╭──

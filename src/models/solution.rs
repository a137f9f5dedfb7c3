//! Selection (solution) model.
//!
//! A solution is an immutable snapshot: extending it returns a new value,
//! so search branches can keep sharing a common ancestor.
//!
//! # Identity
//! Two solutions are equal when they occupy the same set of `(start, end)`
//! slots, whatever jobs fill them and in whatever order they were added.
//! The search memo relies on this to merge decision paths that reach the
//! same occupancy.

use serde::Serialize;
use std::collections::BTreeSet;
use std::fmt;
use std::hash::{Hash, Hasher};

use super::{Job, Objective};
use crate::error::{Result, ScheduleError};
use crate::render;

/// A set of mutually non-overlapping jobs and its objective.
///
/// Jobs are kept in inclusion order, not time order.
#[derive(Debug, Clone, Default, Serialize)]
pub struct Solution {
    jobs: Vec<Job>,
    objective: Objective,
    #[serde(skip)]
    occupied: BTreeSet<(i64, i64)>,
}

impl Solution {
    /// A solution with no jobs and a zero objective.
    pub fn empty() -> Self {
        Self::default()
    }

    /// Whether `job` can be added without overlapping any selected job.
    pub fn is_job_feasible_to_add(&self, job: &Job) -> bool {
        self.conflict_with(job).is_none()
    }

    /// First selected job that overlaps `job`, if any.
    pub fn conflict_with(&self, job: &Job) -> Option<&Job> {
        self.jobs.iter().find(|j| j.overlaps(job))
    }

    /// Returns a new solution with `job` appended.
    ///
    /// # Errors
    /// [`ScheduleError::OverlappingJob`] when `job` overlaps a selected job.
    pub fn add_job(&self, job: &Job) -> Result<Self> {
        if let Some(conflict) = self.conflict_with(job) {
            return Err(ScheduleError::OverlappingJob {
                candidate: job.id(),
                conflicting: conflict.id(),
            });
        }
        Ok(self.extend_unchecked(job))
    }

    /// Appends `job` without the overlap check.
    ///
    /// Only for callers that have just tested [`is_job_feasible_to_add`](Self::is_job_feasible_to_add).
    pub(crate) fn extend_unchecked(&self, job: &Job) -> Self {
        let mut jobs = Vec::with_capacity(self.jobs.len() + 1);
        jobs.extend_from_slice(&self.jobs);
        jobs.push(*job);

        let mut occupied = self.occupied.clone();
        occupied.insert(job.range().bounds());

        Self {
            jobs,
            objective: self.objective.add_job(job),
            occupied,
        }
    }

    /// Selected jobs in inclusion order.
    pub fn jobs(&self) -> &[Job] {
        &self.jobs
    }

    /// Selected jobs sorted by start time.
    pub fn jobs_by_start(&self) -> Vec<Job> {
        let mut jobs = self.jobs.clone();
        jobs.sort_by_key(|j| (j.range().start(), j.id()));
        jobs
    }

    /// Objective of the selection.
    pub fn objective(&self) -> &Objective {
        &self.objective
    }

    /// Total profit.
    #[inline]
    pub fn profit(&self) -> i64 {
        self.objective.profit()
    }

    /// Number of selected jobs.
    #[inline]
    pub fn len(&self) -> usize {
        self.jobs.len()
    }

    /// Whether no job is selected.
    #[inline]
    pub fn is_empty(&self) -> bool {
        self.jobs.is_empty()
    }

    /// Occupied `(start, end)` slots; the identity of this solution.
    pub fn occupied_ranges(&self) -> &BTreeSet<(i64, i64)> {
        &self.occupied
    }
}

impl PartialEq for Solution {
    fn eq(&self, other: &Self) -> bool {
        self.occupied == other.occupied
    }
}

impl Eq for Solution {}

impl Hash for Solution {
    fn hash<H: Hasher>(&self, state: &mut H) {
        self.occupied.hash(state);
    }
}

impl fmt::Display for Solution {
    fn fmt(&self, f: &mut fmt::Formatter<'_>) -> fmt::Result {
        f.write_str(&render::render_summary(self))
    }
}
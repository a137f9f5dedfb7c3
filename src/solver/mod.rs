//! Exact job selection solvers.
//!
//! Finds a set of mutually non-overlapping jobs maximizing the
//! lexicographic [`Objective`](crate::models::Objective): total profit
//! first, then job counts per priority level, most important first.
//!
//! # Strategies
//!
//! | Strategy | Method | Cost |
//! |----------|--------|------|
//! | [`SearchStrategy::Memoized`] | Include/exclude search over occupancy states | Exponential worst case |
//! | [`SearchStrategy::IntervalDp`] | Weighted interval DP over end-sorted jobs | O(n log n) |
//!
//! Both return an optimal objective. The memoized search additionally fixes
//! *which* of several equally ranked selections is reported: the input
//! order is followed and ties keep the job out.
//!
//! # Example
//!
//! ```
//! use u_jobselect::models::{JobIdSequence, Range};
//! use u_jobselect::solver::ExactSolver;
//!
//! let mut ids = JobIdSequence::new();
//! let jobs = vec![
//!     ids.job(1, 100, Range::new(0, 5).unwrap()).unwrap(),
//!     ids.job(1, 60, Range::new(0, 3).unwrap()).unwrap(),
//!     ids.job(2, 60, Range::new(3, 5).unwrap()).unwrap(),
//! ];
//!
//! let solution = ExactSolver::new().solve(&jobs).unwrap();
//! assert_eq!(solution.profit(), 120);
//! ```

mod dp;
mod memo;

use serde::{Deserialize, Serialize};
use std::fmt;
use std::str::FromStr;
use std::time::Instant;

use tracing::{debug, info};

use crate::config::SolverConfig;
use crate::error::{Result, ScheduleError};
use crate::models::{Job, Solution};

/// Search algorithm used by [`ExactSolver`].
#[derive(Debug, Clone, Copy, Default, PartialEq, Eq, Hash, Serialize, Deserialize)]
#[serde(rename_all = "snake_case")]
pub enum SearchStrategy {
    /// Memoized include/exclude search.
    #[default]
    Memoized,
    /// Weighted interval scheduling DP.
    IntervalDp,
}

impl SearchStrategy {
    /// Short name used in logs and on the command line.
    pub fn name(&self) -> &'static str {
        match self {
            SearchStrategy::Memoized => "memoized",
            SearchStrategy::IntervalDp => "interval_dp",
        }
    }
}

impl fmt::Display for SearchStrategy {
    fn fmt(&self, f: &mut fmt::Formatter<'_>) -> fmt::Result {
        f.write_str(self.name())
    }
}

impl FromStr for SearchStrategy {
    type Err = ScheduleError;

    fn from_str(s: &str) -> Result<Self> {
        match s {
            "memoized" | "memo" => Ok(SearchStrategy::Memoized),
            "interval_dp" | "dp" => Ok(SearchStrategy::IntervalDp),
            other => Err(ScheduleError::InvalidConfig(format!(
                "unknown search strategy '{other}'"
            ))),
        }
    }
}

/// Counters collected during one solve.
#[derive(Debug, Clone, Default, PartialEq, Eq)]
pub struct SearchStats {
    /// Search states entered (including memo hits and terminal states).
    pub states_visited: u64,
    /// States answered from the memo table.
    pub memo_hits: u64,
    /// Entries in the memo (or DP) table at the end of the solve.
    pub memo_entries: usize,
}

/// Exact solver for the job selection problem.
#[derive(Debug, Clone, Default)]
pub struct ExactSolver {
    config: SolverConfig,
}

impl ExactSolver {
    /// Creates a solver with the memoized search.
    pub fn new() -> Self {
        Self::default()
    }

    /// Creates a solver from a configuration.
    pub fn from_config(config: SolverConfig) -> Self {
        Self { config }
    }

    /// Sets the search algorithm.
    pub fn with_strategy(mut self, strategy: SearchStrategy) -> Self {
        self.config.strategy = strategy;
        self
    }

    /// Active search algorithm.
    pub fn strategy(&self) -> SearchStrategy {
        self.config.strategy
    }

    /// Selects the best subset of `jobs`, starting from nothing selected.
    pub fn solve(&self, jobs: &[Job]) -> Result<Solution> {
        self.solve_from(jobs, &Solution::empty())
    }

    /// Selects the best extension of `initial` using `jobs`.
    ///
    /// Jobs that overlap `initial` are never chosen.
    pub fn solve_from(&self, jobs: &[Job], initial: &Solution) -> Result<Solution> {
        self.solve_with_stats(jobs, initial).map(|(solution, _)| solution)
    }

    /// Like [`solve_from`](Self::solve_from), also returning search counters.
    pub fn solve_with_stats(
        &self,
        jobs: &[Job],
        initial: &Solution,
    ) -> Result<(Solution, SearchStats)> {
        let strategy = self.config.strategy;
        let started = Instant::now();
        info!(
            event = "solve_start",
            strategy = strategy.name(),
            job_count = jobs.len(),
            initial_jobs = initial.len(),
        );

        let mut stats = SearchStats::default();
        let solution = match strategy {
            SearchStrategy::Memoized => memo::search(jobs, initial, &mut stats)?,
            SearchStrategy::IntervalDp => dp::search(jobs, initial, &mut stats),
        };

        debug!(
            event = "search_stats",
            states_visited = stats.states_visited,
            memo_hits = stats.memo_hits,
            memo_entries = stats.memo_entries,
        );
        info!(
            event = "solve_end",
            strategy = strategy.name(),
            duration_ms = started.elapsed().as_millis() as u64,
            profit = solution.profit(),
            selected = solution.len(),
        );

        Ok((solution, stats))
    }
}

╰──

__Try it__:
Please give back, exactly as it stands above, the stretch from the line with "let started = Instant::now();" through the line with "duration_ms = started.elapsed().as_millis()", and no line outside it.

__Solution for this exercise__:
        let started = Instant::now();
        info!(
            event = "solve_start",
            strategy = strategy.name(),
            job_count = jobs.len(),
            initial_jobs = initial.len(),
        );

        let mut stats = SearchStats::default();
        let solution = match strategy {
            SearchStrategy::Memoized => memo::search(jobs, initial, &mut stats)?,
            SearchStrategy::IntervalDp => dp::search(jobs, initial, &mut stats),
        };

        debug!(
            event = "search_stats",
            states_visited = stats.states_visited,
            memo_hits = stats.memo_hits,
            memo_entries = stats.memo_entries,
        );
        info!(
            event = "solve_end",
            strategy = strategy.name(),
            duration_ms = started.elapsed().as_millis() as u64,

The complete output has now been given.